Trotzdem hat die NASA bisher „nur eine zertifizierte Methode um Raumfahrzeuge zu sterilisieren—Dry Heat Microbial Reduction", kurz: trocken erhitzen. Das aber vertragen die heutigen kleineren, leichteren Satelliten und Sonden nicht. „Wir nutzen heute Materialien, die nicht für trockene Hitze gemacht sind." sagte Karen Buxbaum, selbst NASA Forscherin, in einem Interview mit Space Daily. „Die Elektronik, bestimmte Kleber, optische Oberflächen und synthetische Materielien sind nicht kompatibel mit dieser Form der Sterilisation."

Also sucht die NASA nach neuen Mitteln, um ihre Vakuumgefährte sauber zu kriegen.
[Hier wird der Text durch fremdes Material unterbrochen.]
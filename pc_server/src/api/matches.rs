//! Match listing and result handlers.

use axum::{
    Json,
    extract::{Extension, Path, Query, State},
};
use serde::Deserialize;

use pickle_cup::auth::UserId;
use pickle_cup::matches::{DEFAULT_RECENT_LIMIT, Match, MatchId, MatchSummary, RecordResultRequest};

use super::AppState;
use super::errors::{ApiResult, match_error};

#[derive(Debug, Deserialize)]
pub struct RecentQuery {
    pub limit: Option<usize>,
}

/// Most recent matches, newest first; `limit` is capped at 50.
pub async fn recent_matches(
    State(state): State<AppState>,
    Query(query): Query<RecentQuery>,
) -> ApiResult<Json<Vec<MatchSummary>>> {
    let limit = query
        .limit
        .unwrap_or(DEFAULT_RECENT_LIMIT)
        .min(DEFAULT_RECENT_LIMIT);
    state
        .match_manager
        .recent_matches(limit)
        .await
        .map(Json)
        .map_err(|e| match_error(&e))
}

/// Record the winner of a match. Tournament matches are decided by the organizer.
///
/// # Errors
///
/// - `400 Bad Request`: Winner is not one of the match's teams
/// - `403 Forbidden`: Caller did not create the match's tournament
/// - `404 Not Found`: Unknown match
/// - `409 Conflict`: A winner is already recorded
pub async fn record_result(
    State(state): State<AppState>,
    Extension(user_id): Extension<UserId>,
    Path(match_id): Path<MatchId>,
    Json(payload): Json<RecordResultRequest>,
) -> ApiResult<Json<Match>> {
    state
        .match_manager
        .record_result(user_id, match_id, payload.winner_team_id)
        .await
        .map(Json)
        .map_err(|e| match_error(&e))
}
//! Player statistics as returned by the stats aggregation procedure.
//!
//! The procedure yields a JSON document; [`parse_stats`] turns it into
//! [`PlayerStats`] and rejects anything that does not have the expected shape.

use serde::{Deserialize, Serialize};
use serde_json::Value;

use crate::db::{StoreError, StoreResult};
use crate::player::PlayerId;

/// A partner the player has shared a team with
#[derive(Debug, Clone, PartialEq, Eq, Serialize, Deserialize)]
pub struct CommonTeammate {
    pub id: PlayerId,
    pub first_name: String,
    pub last_name: Option<String>,
    pub games_played_together: u32,
}

/// Win/loss record and frequent partners
#[derive(Debug, Clone, Default, PartialEq, Eq, Serialize, Deserialize)]
pub struct PlayerStats {
    pub wins: u32,
    pub losses: u32,
    pub common_teammates: Vec<CommonTeammate>,
}

impl PlayerStats {
    /// Decided matches the player took part in
    pub fn games_played(&self) -> u64 {
        u64::from(self.wins) + u64::from(self.losses)
    }

    /// Fraction of decided matches won, `None` before the first decided match
    pub fn win_rate(&self) -> Option<f64> {
        match self.games_played() {
            0 => None,
            played => Some(f64::from(self.wins) / played as f64),
        }
    }

    /// Win rate as a one-decimal percentage, or "N/A" with no games played
    pub fn win_rate_display(&self) -> String {
        match self.win_rate() {
            Some(rate) => format!("{:.1}%", rate * 100.0),
            None => "N/A".to_string(),
        }
    }
}

/// Wire shape of the procedure result; counts are signed so bad data is caught here
#[derive(Debug, Deserialize)]
struct RawStats {
    wins: i64,
    losses: i64,
    #[serde(default)]
    common_teammates: Option<Vec<RawTeammate>>,
}

#[derive(Debug, Deserialize)]
struct RawTeammate {
    id: PlayerId,
    first_name: String,
    #[serde(default)]
    last_name: Option<String>,
    games_played_together: i64,
}

fn count(field: &str, value: i64) -> StoreResult<u32> {
    u32::try_from(value)
        .map_err(|_| StoreError::Malformed(format!("{field} out of range: {value}")))
}

/// Parse the stats procedure's JSON result
///
/// A `null` teammate list is treated as empty.
///
/// # Errors
///
/// * `StoreError::Malformed` - Missing fields, wrong types or negative counts
pub fn parse_stats(value: Value) -> StoreResult<PlayerStats> {
    let raw: RawStats = serde_json::from_value(value)
        .map_err(|e| StoreError::Malformed(format!("player stats: {e}")))?;

    let common_teammates = raw
        .common_teammates
        .unwrap_or_default()
        .into_iter()
        .map(|mate| -> StoreResult<CommonTeammate> {
            Ok(CommonTeammate {
                id: mate.id,
                first_name: mate.first_name,
                last_name: mate.last_name,
                games_played_together: count("games_played_together", mate.games_played_together)?,
            })
        })
        .collect::<StoreResult<Vec<_>>>()?;

    Ok(PlayerStats {
        wins: count("wins", raw.wins)?,
        losses: count("losses", raw.losses)?,
        common_teammates,
    })
}

#[cfg(test)]
mod tests {
    use super::*;
    use serde_json::json;
    use uuid::Uuid;

    #[test]
    fn test_win_rate_without_games_is_na() {
        let stats = PlayerStats::default();
        assert_eq!(stats.win_rate(), None);
        assert_eq!(stats.win_rate_display(), "N/A");
    }

    #[test]
    fn test_win_rate_display_one_decimal() {
        let stats = PlayerStats {
            wins: 2,
            losses: 1,
            common_teammates: vec![],
        };
        assert_eq!(stats.games_played(), 3);
        assert_eq!(stats.win_rate_display(), "66.7%");
    }

    #[test]
    fn test_parse_stats_with_teammates() {
        let partner = Uuid::new_v4();
        let stats = parse_stats(json!({
            "wins": 4,
            "losses": 2,
            "common_teammates": [
                {"id": partner, "first_name": "Sam", "last_name": null, "games_played_together": 5}
            ]
        }))
        .unwrap();

        assert_eq!(stats.wins, 4);
        assert_eq!(stats.losses, 2);
        assert_eq!(stats.common_teammates.len(), 1);
        assert_eq!(stats.common_teammates[0].id, partner);
        assert_eq!(stats.common_teammates[0].games_played_together, 5);
    }

    #[test]
    fn test_parse_stats_null_teammates() {
        let stats = parse_stats(json!({"wins": 0, "losses": 0, "common_teammates": null})).unwrap();
        assert!(stats.common_teammates.is_empty());
    }

    #[test]
    fn test_parse_stats_rejects_negative_counts() {
        let result = parse_stats(json!({"wins": -1, "losses": 0}));
        assert!(matches!(result, Err(StoreError::Malformed(_))));
    }

    #[test]
    fn test_games_played_beyond_u32() {
        let stats =
            parse_stats(json!({"wins": 4294967295u64, "losses": 1, "common_teammates": null}))
                .unwrap();

        assert_eq!(stats.games_played(), 4_294_967_296);
        assert_eq!(stats.win_rate_display(), "100.0%");
    }

    #[test]
    fn test_parse_stats_rejects_wrong_shape() {
        let result = parse_stats(json!(["wins", 3]));
        assert!(matches!(result, Err(StoreError::Malformed(_))));
    }
}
Manche Astrobiologen, wie Alberto Fairén von der Cornell University und Dirk Schulze-Makuch von der Washington State University, behaupten jedoch, dass dieses Vorgehen dem Geld aus dem ISS-Fenster werfen ähnelt:

„Wenn die Erforschung von Planeten unter einem schmalen Budget leidet, dann ist es dringend notwendig, unnötige Kosten zu verhindern und die begrenzten Gelder der Steuerzahler in Missionen zu stecken, die uns wirklich etwas über andere Planeten lehren."

Die Wissenschaftler vermuten, dass Bakterien zwischen Mars und Erde schon seit Milliarden Jahren ausgetauscht werden und die NASA sich unnötig den Kopf zerbricht, besonders über die nahe Zukunft. Aber je weiter sich unsere Ambitionen in die Ferne richten, desto gefährlicher könnte diese Argumentation werden. Auf dem Jupiter Mond Europa könnte es durchaus außerirdische Lebensformen geben und in deren Vorgarten will man vielleicht nicht gleich mit den ultimativen Kampfbakterien einfallen.